Fünftens: Die "Verfestigung" der beiden Teilgesellschaften in Deutschland hat zur Stabilisierung der Ost-Identität geführt. Die Ergebnisse der Untersuchung 2003 machen deutlich, dass die in den neuen Bundesländern seit 1990 erreichten und anerkannten Veränderungen in den Lebensverhältnissen zugleich damit verbunden sind, dass sich die beiden Teilgesellschaften in Deutschland weiter verfestigen. Sich unterscheidende Parallelstrukturen (Wirtschafts-, Eigentums- und Betriebsgrößenstrukturen, Arbeitslosigkeitsniveau, Einkommens- und Vermögensstrukturen) befördern eine eigenständige Ost-Identität. Diese hat ihre Wurzeln nicht mehr vorrangig in der gemeinsamen Vergangenheit, sondern vor allem in der aktuellen Gleichartigkeit der Lebensverhältnisse in den neuen Bundesländern. Sie ist damit als Resultat der ökonomischen und sozialen Entwicklung seit 1990 anzusehen. Im Jahr 2003 fühlten sich 73 % der Bürger der neuen Bundesländer mit Ostdeutschland stark bzw. ziemlich stark (40 %) verbunden, 58 % mit dem jeweiligen Bundesland und lediglich 38 % mit der Bundesrepublik.

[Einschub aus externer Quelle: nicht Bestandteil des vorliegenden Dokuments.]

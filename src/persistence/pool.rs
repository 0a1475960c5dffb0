//! Database pool and migrations.

use sqlx::PgPool;
use sqlx::postgres::PgPoolOptions;

/// Connect to the database and run the embedded migrations.
pub async fn connect_and_migrate(database_url: &str) -> Result<PgPool, sqlx::Error> {
    let pool = PgPoolOptions::new()
        .max_connections(5)
        .connect(database_url)
        .await?;
    sqlx::migrate!("./migrations").run(&pool).await?;
    Ok(pool)
}
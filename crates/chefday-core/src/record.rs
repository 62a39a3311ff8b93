//! Validated views over untyped upstream payloads.
//!
//! Each validator consumes a [`RemoteRecord`] and either produces a typed
//! response or a [`ShapeError`]. Nothing reads a field of the raw record
//! outside these functions.

use serde_json::{Map, Value};

use crate::birth_date::BirthDate;
use crate::error::ShapeError;
use crate::ids::ChefId;

/// A decoded response body of unknown shape.
pub type RemoteRecord = Value;

const MESSAGE_FIELD: &str = "message";
const BIRTH_DATE_FIELD: &str = "birthDate";

/// Fields that may carry the recipe author, in lookup order.
///
/// The live upstream serves `userId`; `authorId` takes precedence when both exist.
const AUTHOR_FIELDS: [&str; 2] = ["authorId", "userId"];

/// A recipe that names its author.
#[derive(Debug, Clone, PartialEq)]
pub struct RecipeRecord {
    /// Who wrote the recipe.
    pub author_id: ChefId,

    /// Remaining fields, kept as received.
    pub extra: Map<String, Value>,
}

/// A chef profile carrying a birth date.
#[derive(Debug, Clone, PartialEq)]
pub struct ChefRecord {
    /// Birth date as served by the upstream.
    pub birth_date: BirthDate,

    /// Remaining fields, kept as received.
    pub extra: Map<String, Value>,
}

/// Outcome of validating a recipe payload.
#[derive(Debug, Clone, PartialEq)]
pub enum RecipeResponse {
    /// The recipe exists.
    Found(RecipeRecord),

    /// The upstream reported an error through a `message` field.
    Upstream { message: String },
}

/// Outcome of validating a chef payload.
#[derive(Debug, Clone, PartialEq)]
pub enum ChefResponse {
    /// The chef exists.
    Found(ChefRecord),

    /// The upstream reported an error through a `message` field.
    Upstream { message: String },
}

/// Validate a recipe payload.
///
/// Accepts an object with a numeric author id or a textual `message`. Once
/// accepted, any non-null `message` yields [`RecipeResponse::Upstream`], even
/// when an author id is present too.
pub fn validate_recipe(record: RemoteRecord) -> Result<RecipeResponse, ShapeError> {
    let mut fields = into_object(record)?;

    let author = find_author(&fields);
    let message = take_message(&mut fields);

    match (message, author) {
        (Some(Value::String(message)), _) => Ok(RecipeResponse::Upstream { message }),
        (Some(other), Ok(_)) => Ok(RecipeResponse::Upstream {
            message: other.to_string(),
        }),
        (_, Err(e)) => Err(e),
        (None, Ok((field, author_id))) => {
            fields.remove(field);
            Ok(RecipeResponse::Found(RecipeRecord {
                author_id,
                extra: fields,
            }))
        }
    }
}

/// Validate a chef payload.
///
/// Accepts an object with a textual `birthDate` or a textual `message`, with
/// the same `message` precedence as [`validate_recipe`].
pub fn validate_chef(record: RemoteRecord) -> Result<ChefResponse, ShapeError> {
    let mut fields = into_object(record)?;

    let has_birth_date = matches!(fields.get(BIRTH_DATE_FIELD), Some(Value::String(_)));
    let message = take_message(&mut fields);

    match message {
        Some(Value::String(message)) => return Ok(ChefResponse::Upstream { message }),
        Some(other) if has_birth_date => {
            return Ok(ChefResponse::Upstream {
                message: other.to_string(),
            })
        }
        _ => {}
    }

    match fields.remove(BIRTH_DATE_FIELD) {
        Some(Value::String(raw)) => Ok(ChefResponse::Found(ChefRecord {
            birth_date: BirthDate::new(raw),
            extra: fields,
        })),
        _ => Err(ShapeError::MissingField {
            expected: "a textual birthDate",
        }),
    }
}

/// Whether `record` has the shape of a recipe response.
///
/// The author id must be a non-negative integer: `1.5` or `-4` are numeric
/// but rejected, matching [`validate_recipe`].
pub fn is_recipe_response(record: &RemoteRecord) -> bool {
    let Some(fields) = record.as_object() else {
        return false;
    };
    has_text_message(fields) || find_author(fields).is_ok()
}

/// Whether `record` has the shape of a chef response.
pub fn is_chef_response(record: &RemoteRecord) -> bool {
    let Some(fields) = record.as_object() else {
        return false;
    };
    has_text_message(fields) || matches!(fields.get(BIRTH_DATE_FIELD), Some(Value::String(_)))
}

fn into_object(record: RemoteRecord) -> Result<Map<String, Value>, ShapeError> {
    match record {
        Value::Object(fields) => Ok(fields),
        Value::Null => Err(ShapeError::Null),
        Value::Bool(_) => Err(ShapeError::NotAnObject { found: "boolean" }),
        Value::Number(_) => Err(ShapeError::NotAnObject { found: "number" }),
        Value::String(_) => Err(ShapeError::NotAnObject { found: "string" }),
        Value::Array(_) => Err(ShapeError::NotAnObject { found: "array" }),
    }
}

/// First numeric author field, narrowed to a [`ChefId`].
fn find_author(fields: &Map<String, Value>) -> Result<(&'static str, ChefId), ShapeError> {
    let (field, value) = AUTHOR_FIELDS
        .iter()
        .find_map(|field| match fields.get(*field) {
            Some(Value::Number(n)) => Some((*field, n)),
            _ => None,
        })
        .ok_or(ShapeError::MissingField {
            expected: "a numeric authorId",
        })?;

    let author_id = value.as_u64().ok_or_else(|| ShapeError::InvalidId {
        field,
        value: value.to_string(),
    })?;
    Ok((field, ChefId::new(author_id)))
}

fn has_text_message(fields: &Map<String, Value>) -> bool {
    matches!(fields.get(MESSAGE_FIELD), Some(Value::String(_)))
}

/// Remove and return a non-null `message`. A null one stays in place.
fn take_message(fields: &mut Map<String, Value>) -> Option<Value> {
    match fields.get(MESSAGE_FIELD) {
        None | Some(Value::Null) => None,
        Some(_) => fields.remove(MESSAGE_FIELD),
    }
}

Die Zufriedenheit mit dem eigenen politischen Einfluss ist weiter zurückgegangen und hat 2003 im Vergleich zu den Vorjahren einen erneuten Tiefpunkt erreicht. Nur 6 % der Befragten waren 2003 mit dem eigenen politischen Einfluss sehr zufrieden bzw. zufrieden (1992 = 13 %). Auch die Zufriedenheit mit der demokratischen Entwicklung befindet sich mit 9 % (sehr zufrieden/zufrieden) nach wie vor auf niedrigem Niveau. Insbesondere Senioren stellen Mitwirkungsdefizite fest - im Gegensatz zu ihren steigenden Bevölkerungsanteilen.

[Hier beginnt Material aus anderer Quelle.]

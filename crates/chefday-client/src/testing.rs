//! Test doubles shared by the unit tests of this crate.

use std::collections::HashMap;
use std::sync::Mutex;

use async_trait::async_trait;
use axum::Router;
use tokio::net::TcpListener;

use chefday_core::RemoteRecord;

use crate::error::FetchError;
use crate::http::JsonFetcher;

/// Canned reply for one URL.
#[derive(Debug, Clone)]
pub enum StubReply {
    Json(RemoteRecord),
    Status(u16, &'static str),
}

/// In-memory [`JsonFetcher`] that records every URL it is asked for.
///
/// Unknown URLs answer 404.
#[derive(Debug, Default)]
pub struct StubFetcher {
    replies: HashMap<String, StubReply>,
    calls: Mutex<Vec<String>>,
}

impl StubFetcher {
    pub fn new() -> Self {
        Self::default()
    }

    pub fn with_json(mut self, url: &str, body: RemoteRecord) -> Self {
        self.replies.insert(url.to_string(), StubReply::Json(body));
        self
    }

    pub fn with_status(mut self, url: &str, status: u16, status_text: &'static str) -> Self {
        self.replies
            .insert(url.to_string(), StubReply::Status(status, status_text));
        self
    }

    pub fn calls(&self) -> Vec<String> {
        self.calls.lock().unwrap().clone()
    }
}

#[async_trait]
impl JsonFetcher for StubFetcher {
    async fn fetch_json(&self, url: &str) -> Result<RemoteRecord, FetchError> {
        self.calls.lock().unwrap().push(url.to_string());

        match self.replies.get(url) {
            Some(StubReply::Json(body)) => Ok(body.clone()),
            Some(StubReply::Status(status, status_text)) => Err(FetchError::Transport {
                status: *status,
                status_text: status_text.to_string(),
            }),
            None => Err(FetchError::Transport {
                status: 404,
                status_text: "Not Found".to_string(),
            }),
        }
    }
}

/// Serve `router` on an ephemeral local port and return its base URL.
pub async fn serve(router: Router) -> String {
    let listener = TcpListener::bind("127.0.0.1:0").await.unwrap();
    let addr = listener.local_addr().unwrap();
    tokio::spawn(async move {
        axum::serve(listener, router).await.unwrap();
    });
    format!("http://{}", addr)
}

Der Rückzug in eine "Zuschauerdemokratie", die sich auf reine Beobachter- und Kritikerpositionen begrenzt, der es weitgehend an Interessenartikulation, Konfliktaustragung und Nutzung von Chancen zur aktiveren Gestaltung der Verhältnisse mangelt, hält weiter an. Gleichzeitig ist eine stärkere Beteiligung der Ostdeutschen in Vereinen, Verbänden und Initiativen festzustellen. Dies kann die direkte und unmittelbare politische Beteiligung zwar nicht ersetzen, sie schafft aber nicht zu unterschätzende Bedingungen und Voraussetzungen für eine bessere und nachhaltige Interessenartikulation und Interessenvertretung.
Zusammenfassend bleibt festzustellen: Die subjektiven Befindlichkeiten erreichen in den neuen Ländern einen bisherigen Tiefpunkt - die soziale Verunsicherung beeinflusst die Bewertung in allen Lebensbereichen - der Zukunftspessimismus steigt.